Para ser elegível, a mãe precisa estar na fase final do curso, com previsão de término até o final de 2021. Também precisará comprovar necessidade financeira. O valor da bolsa ainda não está definido, diz Fernanda, porque dependerá do número de inscritas e da quantidade de dinheiro arrecadado pelo grupo. Até o momento, a vaquinha virtual e as doações feitas por Pix somam R$ 62 mil.
“Nós tentamos parcerias com marcas, com empresas, mas até agora não conseguimos”, diz a pesquisadora. “A ideia era dar uma bolsa de cerca de R$ 800 entre três e nove meses, que é o tempo máximo para a conclusão que estabelecemos, mas talvez a gente tenha que diminuir esse valor para dar conta de toda a demanda.”
Além do critério de renda (entre as inscritas, 55% afirmam ter renda familiar de até dois salários mínimos), também serão feitos outros recortes. “Vamos dar prioridade para mães negras e indígenas, mães solo e mães de crianças com deficiência”, afirma Fernanda.
O estudo mostrou ainda que o grupo mais afetado são as mulheres negras com filhos pequenos.
Angela Teixeira, mestranda em educação na UFVJM (Universidade Federal dos Vales do Jequitinhonha e Mucuri) é moradora de uma comunidade rural em Minas Gerais. Mãe de quatro meninas e professora, ela espera conseguir diminuir o número de aulas para terminar de escrever sua dissertação.
“Eu nunca tinha ouvido falar desse tipo de suporte, ser mãe na universidade é muito difícil”, conta ela. A filha mais velha de Angela tem 15 anos, e a mais nova, 6.
A pandemia trouxe desafios extras para as mães pesquisadoras, muitas das quais são também docentes, como a necessidade de aprender a ministrar aulas virtuais e ao mesmo tempo ajudar os próprios filhos com a escola online, perda de fontes de renda e de rede de apoio.
“Quando minha filha tinha nove meses, a gente conseguiu alguém para cuidar dela, eu deixava ela lá e buscava depois da aula, mas aí veio a pandemia”, diz Geraldine Fadairo, mãe de Esmeralda, 2, e mestranda em antropologia do Museu Paraense Emilio Goeldi, em Belém (PA). “Além disso, tudo encareceu e não temos mais a fonte de renda que usávamos para pagar por esse cuidado.”
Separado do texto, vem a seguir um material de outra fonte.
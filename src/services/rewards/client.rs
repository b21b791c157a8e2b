//! Chain queries issued through the node CLI.

use async_trait::async_trait;

use crate::{
	models::{AnnualProvisions, OutstandingRewards, StakingPool, ValidatorSet},
	services::rewards::error::RewardError,
	utils::{
		constants::{MAX_VALIDATOR_PAGES, VALIDATOR_PAGE_LIMIT},
		CommandExecutor, ProcessCommandExecutor,
	},
};

/// Read-only chain queries needed by the estimator
#[async_trait]
pub trait ChainQueryClient: Send + Sync {
	/// Annual token provisions of the mint module
	async fn annual_provisions(&self) -> Result<f64, RewardError>;

	/// Tokens currently bonded across all validators
	async fn bonded_tokens(&self) -> Result<f64, RewardError>;

	/// Operator addresses of the whole validator set, across all result pages
	async fn validator_addresses(&self) -> Result<Vec<String>, RewardError>;

	/// Amount of the first outstanding reward coin of a validator
	async fn outstanding_reward(&self, validator_address: &str) -> Result<f64, RewardError>;
}

/// Queries a chain by invoking its daemon binary, e.g. `memed query staking pool --output json`
pub struct CliQueryClient<E: CommandExecutor> {
	executor: E,
}

impl CliQueryClient<ProcessCommandExecutor> {
	pub fn new(cli: &str, timeout_ms: u64) -> Self {
		Self {
			executor: ProcessCommandExecutor::new(cli, timeout_ms),
		}
	}
}

impl<E: CommandExecutor> CliQueryClient<E> {
	pub fn new_with_executor(executor: E) -> Self {
		Self { executor }
	}

	async fn query(&self, subcommand: &[&str]) -> Result<String, RewardError> {
		let mut args = vec!["query".to_string()];
		args.extend(subcommand.iter().map(|arg| arg.to_string()));
		args.extend(["--output".to_string(), "json".to_string()]);
		Ok(self.executor.execute(&args).await?)
	}
}

#[async_trait]
impl<E: CommandExecutor> ChainQueryClient for CliQueryClient<E> {
	async fn annual_provisions(&self) -> Result<f64, RewardError> {
		let output = self.query(&["mint", "annual-provisions"]).await?;
		parse_annual_provisions(&output)
	}

	async fn bonded_tokens(&self) -> Result<f64, RewardError> {
		let output = self.query(&["staking", "pool"]).await?;
		parse_bonded_tokens(&output)
	}

	async fn validator_addresses(&self) -> Result<Vec<String>, RewardError> {
		let limit = VALIDATOR_PAGE_LIMIT.to_string();
		let mut addresses = Vec::new();

		// `--page-key` takes raw bytes while the response carries base64, so page by offset.
		for page in 1..=MAX_VALIDATOR_PAGES {
			let page_number = page.to_string();
			let output = self
				.query(&[
					"staking",
					"validators",
					"--page",
					&page_number,
					"--limit",
					&limit,
				])
				.await?;
			let set = parse_validator_set(&output)?;
			let last_page = set.next_key().is_none() || set.validators.is_empty();
			addresses.extend(
				set.validators
					.into_iter()
					.map(|validator| validator.operator_address),
			);
			if last_page {
				tracing::debug!(pages = page, validators = addresses.len(), "Listed validators");
				return Ok(addresses);
			}
		}

		Err(RewardError::query_error(format!(
			"validator set spans more than {} pages of {}",
			MAX_VALIDATOR_PAGES, VALIDATOR_PAGE_LIMIT
		)))
	}

	async fn outstanding_reward(&self, validator_address: &str) -> Result<f64, RewardError> {
		let output = self
			.query(&[
				"distribution",
				"validator-outstanding-rewards",
				validator_address,
			])
			.await?;
		parse_outstanding_reward(&output)
	}
}

fn parse_decimal(value: &str, what: &str) -> Result<f64, RewardError> {
	let parsed = value.trim().parse::<f64>().map_err(|e| {
		RewardError::parse_error(format!("{} '{}' is not a decimal: {}", what, value.trim(), e))
	})?;
	if !parsed.is_finite() {
		return Err(RewardError::parse_error(format!(
			"{} '{}' is not finite",
			what,
			value.trim()
		)));
	}
	Ok(parsed)
}

/// Parses `mint annual-provisions` output. Older daemons print a bare decimal instead of JSON.
pub fn parse_annual_provisions(output: &str) -> Result<f64, RewardError> {
	match serde_json::from_str::<AnnualProvisions>(output.trim()) {
		Ok(provisions) => parse_decimal(&provisions.amount(), "annual provisions"),
		Err(_) => parse_decimal(output, "annual provisions"),
	}
}

pub fn parse_bonded_tokens(output: &str) -> Result<f64, RewardError> {
	let pool: StakingPool = serde_json::from_str(output.trim())
		.map_err(|e| RewardError::parse_error(format!("staking pool: {}", e)))?;
	let bonded = pool
		.bonded_tokens()
		.ok_or_else(|| RewardError::parse_error("staking pool has no bonded_tokens"))?;
	parse_decimal(bonded, "bonded tokens")
}

/// Parses one page of `staking validators` output
pub fn parse_validator_set(output: &str) -> Result<ValidatorSet, RewardError> {
	serde_json::from_str(output.trim())
		.map_err(|e| RewardError::parse_error(format!("validator set: {}", e)))
}

/// Amount of the first reward coin; the denomination is not checked
pub fn parse_outstanding_reward(output: &str) -> Result<f64, RewardError> {
	let rewards: OutstandingRewards = serde_json::from_str(output.trim())
		.map_err(|e| RewardError::parse_error(format!("outstanding rewards: {}", e)))?;
	let coin = rewards
		.coins()
		.first()
		.ok_or_else(|| RewardError::parse_error("validator has no outstanding rewards"))?;
	parse_decimal(&coin.amount, "outstanding reward")
}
A vida das mães estudantes já não era fácil antes da pandemia. Geraldine conta que chegou a levar a filha para a aula por não ter com quem deixá-la, mas não teve boas experiências com professores.
A própria criação do Parent In Science se deu a partir da experiência de Fernanda com a maternidade. A pesquisadora já tinha um pós-doutorado e mesmo assim pensou em desistir da área acadêmica. “As coisas começaram a degringolar em 2014, e achei que aquilo não era pra mim”, diz. “Não via ninguém falando sobre isso.”
Hoje, o núcleo do movimento é formado por 15 mães e um pai. Além deles, o grupo conta com 91 “embaixadores” em 53 universidades espalhadas pelo Brasil. A ideia é criar marcos que facilitem a permanência de pessoas com filhos nas carreiras de pesquisa. “Nós queremos ser um grupo propositivo, não apenas discutir mas também levar mudanças para essas universidades.”, diz Fernanda.